Colaboración del monasterio con el entorno Probablemente los monasterios han sido la institución privada más eficaz en la historia de Europa, por la magnitud de su obra y por la duración de ésta. Colaboración hacia dentro y hacia fuera, expresada ésta en la contribución a la formación de la sociedad europea como expansión de

la riqueza y de los valores del interior del Monasterio hacia el exterior. Fue una especie de big bang surgido de la fuerza concentrada en el núcleo, en el corazón del monasterio. Los monjes transformaron el continente europeo en un inmensa colmena cuyo trabajo abarcó prácticamente todas las áreas y actividades humanas: la dimensión espiritual, el desarrollo humano, la conservación del saber antiguo, la iniciación y extensión de la cultura entre las nuevas poblaciones asentadas en Europa, la creación de pensamiento, la educación, el arte, la transmisión del valor del trabajo, el desarrollo económico, las técnicas agrícolas e industriales, la ciencia, la organización de la vida cívica, la asistencia hospitalaria, la promoción y defensa de la paz, etc. Todo esto lo hicieron desde sus ‘factorías’, sin salir apenas de ellas. Ello se sintetiza en la transmisión de los valores en que se fundamentaba el propio monasterio: Los valores religiosos y espirituales cristianos; por su propia excelencia, y como inspiradores de los valores humanos y personales básicos. La transmisión de la cultura: escuelas, academias, universidades, unida a la recuperación y conservación de la cultura clásica: pensamiento y literatura grecoromanas y del derecho romano. Fundamentación de la civilización sobre el valor de la persona, en sí misma y como núcleo original de la sociedad, de la familia y de la comunidad social y política. Asimismo, la implantación del derecho, el trabajo, la paz, la organización social. Por otra parte, los monasterios fueron, con su organización interior, las primeras y, por mucho tiempo, únicas democracias de Europa, mediante una ponderada conjugación y equilibrio entre los principios de autoridad y participación.

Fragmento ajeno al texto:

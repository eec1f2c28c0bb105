//! Static game data tables.
//!
//! The class table is fixed configuration, not roster data: it never changes
//! at runtime and unknown ids must render as a placeholder instead of failing.

use phf::phf_map;

/// Class id to display name, per the game's class enumeration.
static CLASS_NAMES: phf::Map<i64, &'static str> = phf_map! {
    1_i64 => "Warrior",
    2_i64 => "Paladin",
    3_i64 => "Hunter",
    4_i64 => "Rogue",
    5_i64 => "Priest",
    6_i64 => "Death Knight",
    7_i64 => "Shaman",
    8_i64 => "Mage",
    9_i64 => "Warlock",
    10_i64 => "Monk",
    11_i64 => "Druid",
    12_i64 => "Demon Hunter",
    13_i64 => "Evoker",
};

/// Look up a class name by id.
pub fn class_name(class_id: i64) -> Option<&'static str> {
    CLASS_NAMES.get(&class_id).copied()
}

/// Resolve a class id to a display name, falling back to `Unknown (<id>)`
/// for ids outside the table.
pub fn display_class_name(class_id: i64) -> String {
    match class_name(class_id) {
        Some(name) => name.to_string(),
        None => format!("Unknown ({class_id})"),
    }
}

El trabajo Uno de los factores primordiales que hicieron posible esta fecundidad de los monasterios fue la introducción del trabajo. En la historia de la civilización humana y de Europa el trabajo aparece por primera vez en los monasterios como un valor humano, social y moral. Lo que habría de ser uno de los factores más decisivos de dinamismo en la historia europea, es introducido por la Regla de San Benito, repartiendo la vida del monje entre las actividades espirituales y las laborales: ora et labora. Trabajo a la vez personal y comunitario: tendente a la subsistencia y desarrollo del monasterio, pero también a la expresión de las capacidades de cada monje. Hasta entonces el trabajo había sido exclusivo de los siervos y esclavos, no del hombre libre. Era un contravalor. Pero fue contemplado por ellos como un valor humano primordial: un mandato divino, que permite la creatividad del esfuerzo y del talento del hombre; ordenado a su desarrollo y bienestar personal y colectivo. Una actividad realizada bajo el principio del ‘trabajo bien hecho’, esto es, perfectamente acabado, con la máxima excelencia técnica o artística. Porque es una obra hecha para Dios, para el bien, el honor y la utilidad del Monasterio. La sociedad europea asumiría progresivamente este axioma. A esta aportación añadieron la Iniciación en todas las artes agrícolas, industriales y artísticas de la época, proporcionando al mismo tiempo las tierras para el cultivo y colaborando en la fabricación de los instrumentos de trabajo.